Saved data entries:

- Opening Delimiter -

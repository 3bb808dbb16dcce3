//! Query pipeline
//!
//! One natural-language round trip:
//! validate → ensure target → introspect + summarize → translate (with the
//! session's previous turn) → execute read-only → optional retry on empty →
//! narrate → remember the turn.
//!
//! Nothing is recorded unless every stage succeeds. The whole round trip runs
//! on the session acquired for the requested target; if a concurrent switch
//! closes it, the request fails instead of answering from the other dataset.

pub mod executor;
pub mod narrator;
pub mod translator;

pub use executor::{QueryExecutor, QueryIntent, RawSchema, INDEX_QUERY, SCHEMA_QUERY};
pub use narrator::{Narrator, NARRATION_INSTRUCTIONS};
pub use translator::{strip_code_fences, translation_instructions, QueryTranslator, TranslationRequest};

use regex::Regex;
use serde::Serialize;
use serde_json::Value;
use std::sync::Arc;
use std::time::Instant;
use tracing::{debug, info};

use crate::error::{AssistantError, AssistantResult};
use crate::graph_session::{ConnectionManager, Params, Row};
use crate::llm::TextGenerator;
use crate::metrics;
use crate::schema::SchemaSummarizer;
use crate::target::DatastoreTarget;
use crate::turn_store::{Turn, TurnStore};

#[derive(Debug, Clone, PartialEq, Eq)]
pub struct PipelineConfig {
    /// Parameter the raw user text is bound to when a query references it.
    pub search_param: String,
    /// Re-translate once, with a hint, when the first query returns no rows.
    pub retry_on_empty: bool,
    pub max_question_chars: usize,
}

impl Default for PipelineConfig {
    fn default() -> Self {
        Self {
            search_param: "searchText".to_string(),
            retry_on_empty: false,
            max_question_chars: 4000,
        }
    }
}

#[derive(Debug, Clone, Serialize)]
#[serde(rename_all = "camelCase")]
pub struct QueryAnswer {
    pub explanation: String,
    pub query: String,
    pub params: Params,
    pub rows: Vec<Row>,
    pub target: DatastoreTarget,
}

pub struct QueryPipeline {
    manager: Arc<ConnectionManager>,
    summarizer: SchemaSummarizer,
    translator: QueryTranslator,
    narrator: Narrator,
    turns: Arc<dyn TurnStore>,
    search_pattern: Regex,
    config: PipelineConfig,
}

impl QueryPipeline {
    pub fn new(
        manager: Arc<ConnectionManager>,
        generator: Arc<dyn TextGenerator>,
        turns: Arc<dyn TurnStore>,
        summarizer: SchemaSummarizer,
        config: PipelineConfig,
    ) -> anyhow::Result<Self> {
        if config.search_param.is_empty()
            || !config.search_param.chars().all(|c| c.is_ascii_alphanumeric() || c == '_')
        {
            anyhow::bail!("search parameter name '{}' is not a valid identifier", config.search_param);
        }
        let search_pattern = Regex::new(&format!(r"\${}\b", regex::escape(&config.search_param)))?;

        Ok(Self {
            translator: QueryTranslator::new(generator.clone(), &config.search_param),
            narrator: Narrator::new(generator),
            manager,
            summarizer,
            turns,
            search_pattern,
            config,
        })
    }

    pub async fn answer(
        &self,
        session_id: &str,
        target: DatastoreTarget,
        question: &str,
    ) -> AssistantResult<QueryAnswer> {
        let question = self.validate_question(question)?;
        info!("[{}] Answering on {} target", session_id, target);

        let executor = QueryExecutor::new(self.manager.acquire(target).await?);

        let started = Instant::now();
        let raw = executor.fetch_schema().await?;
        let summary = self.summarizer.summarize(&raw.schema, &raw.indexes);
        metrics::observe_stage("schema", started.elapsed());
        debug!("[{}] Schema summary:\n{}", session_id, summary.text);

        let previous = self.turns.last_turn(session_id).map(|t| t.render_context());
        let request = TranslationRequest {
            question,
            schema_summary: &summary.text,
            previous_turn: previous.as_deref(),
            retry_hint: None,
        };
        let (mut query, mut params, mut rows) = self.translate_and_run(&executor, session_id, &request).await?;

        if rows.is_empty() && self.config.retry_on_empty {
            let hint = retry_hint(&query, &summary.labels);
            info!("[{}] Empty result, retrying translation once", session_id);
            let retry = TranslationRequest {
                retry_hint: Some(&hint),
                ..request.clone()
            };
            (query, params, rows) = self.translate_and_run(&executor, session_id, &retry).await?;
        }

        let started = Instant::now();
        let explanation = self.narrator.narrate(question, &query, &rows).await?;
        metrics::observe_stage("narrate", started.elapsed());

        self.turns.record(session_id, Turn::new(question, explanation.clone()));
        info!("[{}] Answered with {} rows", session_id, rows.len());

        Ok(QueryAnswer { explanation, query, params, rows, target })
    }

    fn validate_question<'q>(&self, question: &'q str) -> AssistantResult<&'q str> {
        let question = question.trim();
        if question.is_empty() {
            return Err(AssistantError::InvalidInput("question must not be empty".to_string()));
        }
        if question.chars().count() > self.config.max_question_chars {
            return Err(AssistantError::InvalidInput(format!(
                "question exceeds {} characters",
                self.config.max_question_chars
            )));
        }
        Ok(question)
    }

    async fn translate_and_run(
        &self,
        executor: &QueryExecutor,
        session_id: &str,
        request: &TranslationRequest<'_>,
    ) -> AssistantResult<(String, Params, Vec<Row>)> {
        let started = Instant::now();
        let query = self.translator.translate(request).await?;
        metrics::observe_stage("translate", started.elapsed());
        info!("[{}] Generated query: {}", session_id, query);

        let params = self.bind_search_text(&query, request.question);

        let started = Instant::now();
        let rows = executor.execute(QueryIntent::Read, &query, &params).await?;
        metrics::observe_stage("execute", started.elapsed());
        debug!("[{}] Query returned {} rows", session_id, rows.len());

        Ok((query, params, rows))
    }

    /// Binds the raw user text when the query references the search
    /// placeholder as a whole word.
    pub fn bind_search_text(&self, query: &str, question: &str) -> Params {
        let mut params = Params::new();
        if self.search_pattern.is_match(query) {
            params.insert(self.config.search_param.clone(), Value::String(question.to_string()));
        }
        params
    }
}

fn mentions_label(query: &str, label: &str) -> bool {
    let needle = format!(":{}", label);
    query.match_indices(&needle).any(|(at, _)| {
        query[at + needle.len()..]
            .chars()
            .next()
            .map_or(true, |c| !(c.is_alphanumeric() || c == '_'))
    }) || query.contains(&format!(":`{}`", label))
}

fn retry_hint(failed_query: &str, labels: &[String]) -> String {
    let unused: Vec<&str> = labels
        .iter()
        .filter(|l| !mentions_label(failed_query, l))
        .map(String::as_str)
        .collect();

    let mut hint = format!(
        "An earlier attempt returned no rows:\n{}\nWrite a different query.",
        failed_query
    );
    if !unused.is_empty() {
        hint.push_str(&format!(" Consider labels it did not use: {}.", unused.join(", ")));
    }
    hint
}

- Closing Delimiter -

→ **TASK DETAILS**
Set down each entry exactly, leaving none out.

→ **EXERCISE RESPONSE**
repository 3bb808dbb16dcce3
//! Query pipeline
//!
//! One natural-language round trip:
//! validate → ensure target → introspect + summarize → translate (with the
//! session's previous turn) → execute read-only → optional retry on empty →
//! narrate → remember the turn.
//!
//! Nothing is recorded unless every stage succeeds. The whole round trip runs
//! on the session acquired for the requested target; if a concurrent switch
//! closes it, the request fails instead of answering from the other dataset.

pub mod executor;
pub mod narrator;
pub mod translator;

pub use executor::{QueryExecutor, QueryIntent, RawSchema, INDEX_QUERY, SCHEMA_QUERY};
pub use narrator::{Narrator, NARRATION_INSTRUCTIONS};
pub use translator::{strip_code_fences, translation_instructions, QueryTranslator, TranslationRequest};

use regex::Regex;
use serde::Serialize;
use serde_json::Value;
use std::sync::Arc;
use std::time::Instant;
use tracing::{debug, info};

use crate::error::{AssistantError, AssistantResult};
use crate::graph_session::{ConnectionManager, Params, Row};
use crate::llm::TextGenerator;
use crate::metrics;
use crate::schema::SchemaSummarizer;
use crate::target::DatastoreTarget;
use crate::turn_store::{Turn, TurnStore};

#[derive(Debug, Clone, PartialEq, Eq)]
pub struct PipelineConfig {
    /// Parameter the raw user text is bound to when a query references it.
    pub search_param: String,
    /// Re-translate once, with a hint, when the first query returns no rows.
    pub retry_on_empty: bool,
    pub max_question_chars: usize,
}

impl Default for PipelineConfig {
    fn default() -> Self {
        Self {
            search_param: "searchText".to_string(),
            retry_on_empty: false,
            max_question_chars: 4000,
        }
    }
}

#[derive(Debug, Clone, Serialize)]
#[serde(rename_all = "camelCase")]
pub struct QueryAnswer {
    pub explanation: String,
    pub query: String,
    pub params: Params,
    pub rows: Vec<Row>,
    pub target: DatastoreTarget,
}

pub struct QueryPipeline {
    manager: Arc<ConnectionManager>,
    summarizer: SchemaSummarizer,
    translator: QueryTranslator,
    narrator: Narrator,
    turns: Arc<dyn TurnStore>,
    search_pattern: Regex,
    config: PipelineConfig,
}

impl QueryPipeline {
    pub fn new(
        manager: Arc<ConnectionManager>,
        generator: Arc<dyn TextGenerator>,
        turns: Arc<dyn TurnStore>,
        summarizer: SchemaSummarizer,
        config: PipelineConfig,
    ) -> anyhow::Result<Self> {
        if config.search_param.is_empty()
            || !config.search_param.chars().all(|c| c.is_ascii_alphanumeric() || c == '_')
        {
            anyhow::bail!("search parameter name '{}' is not a valid identifier", config.search_param);
        }
        let search_pattern = Regex::new(&format!(r"\${}\b", regex::escape(&config.search_param)))?;

        Ok(Self {
            translator: QueryTranslator::new(generator.clone(), &config.search_param),
            narrator: Narrator::new(generator),
            manager,
            summarizer,
            turns,
            search_pattern,
            config,
        })
    }

    pub async fn answer(
        &self,
        session_id: &str,
        target: DatastoreTarget,
        question: &str,
    ) -> AssistantResult<QueryAnswer> {
        let question = self.validate_question(question)?;
        info!("[{}] Answering on {} target", session_id, target);

        let executor = QueryExecutor::new(self.manager.acquire(target).await?);

        let started = Instant::now();
        let raw = executor.fetch_schema().await?;
        let summary = self.summarizer.summarize(&raw.schema, &raw.indexes);
        metrics::observe_stage("schema", started.elapsed());
        debug!("[{}] Schema summary:\n{}", session_id, summary.text);

        let previous = self.turns.last_turn(session_id).map(|t| t.render_context());
        let request = TranslationRequest {
            question,
            schema_summary: &summary.text,
            previous_turn: previous.as_deref(),
            retry_hint: None,
        };
        let (mut query, mut params, mut rows) = self.translate_and_run(&executor, session_id, &request).await?;

        if rows.is_empty() && self.config.retry_on_empty {
            let hint = retry_hint(&query, &summary.labels);
            info!("[{}] Empty result, retrying translation once", session_id);
            let retry = TranslationRequest {
                retry_hint: Some(&hint),
                ..request.clone()
            };
            (query, params, rows) = self.translate_and_run(&executor, session_id, &retry).await?;
        }

        let started = Instant::now();
        let explanation = self.narrator.narrate(question, &query, &rows).await?;
        metrics::observe_stage("narrate", started.elapsed());

        self.turns.record(session_id, Turn::new(question, explanation.clone()));
        info!("[{}] Answered with {} rows", session_id, rows.len());

        Ok(QueryAnswer { explanation, query, params, rows, target })
    }

    fn validate_question<'q>(&self, question: &'q str) -> AssistantResult<&'q str> {
        let question = question.trim();
        if question.is_empty() {
            return Err(AssistantError::InvalidInput("question must not be empty".to_string()));
        }
        if question.chars().count() > self.config.max_question_chars {
            return Err(AssistantError::InvalidInput(format!(
                "question exceeds {} characters",
                self.config.max_question_chars
            )));
        }
        Ok(question)
    }

    async fn translate_and_run(
        &self,
        executor: &QueryExecutor,
        session_id: &str,
        request: &TranslationRequest<'_>,
    ) -> AssistantResult<(String, Params, Vec<Row>)> {
        let started = Instant::now();
        let query = self.translator.translate(request).await?;
        metrics::observe_stage("translate", started.elapsed());
        info!("[{}] Generated query: {}", session_id, query);

        let params = self.bind_search_text(&query, request.question);

        let started = Instant::now();
        let rows = executor.execute(QueryIntent::Read, &query, &params).await?;
        metrics::observe_stage("execute", started.elapsed());
        debug!("[{}] Query returned {} rows", session_id, rows.len());

        Ok((query, params, rows))
    }

    /// Binds the raw user text when the query references the search
    /// placeholder as a whole word.
    pub fn bind_search_text(&self, query: &str, question: &str) -> Params {
        let mut params = Params::new();
        if self.search_pattern.is_match(query) {
            params.insert(self.config.search_param.clone(), Value::String(question.to_string()));
        }
        params
    }
}

fn mentions_label(query: &str, label: &str) -> bool {
    let needle = format!(":{}", label);
    query.match_indices(&needle).any(|(at, _)| {
        query[at + needle.len()..]
            .chars()
            .next()
            .map_or(true, |c| !(c.is_alphanumeric() || c == '_'))
    }) || query.contains(&format!(":`{}`", label))
}

fn retry_hint(failed_query: &str, labels: &[String]) -> String {
    let unused: Vec<&str> = labels
        .iter()
        .filter(|l| !mentions_label(failed_query, l))
        .map(String::as_str)
        .collect();

    let mut hint = format!(
        "An earlier attempt returned no rows:\n{}\nWrite a different query.",
        failed_query
    );
    if !unused.is_empty() {
        hint.push_str(&format!(" Consider labels it did not use: {}.", unused.join(", ")));
    }
    hint
}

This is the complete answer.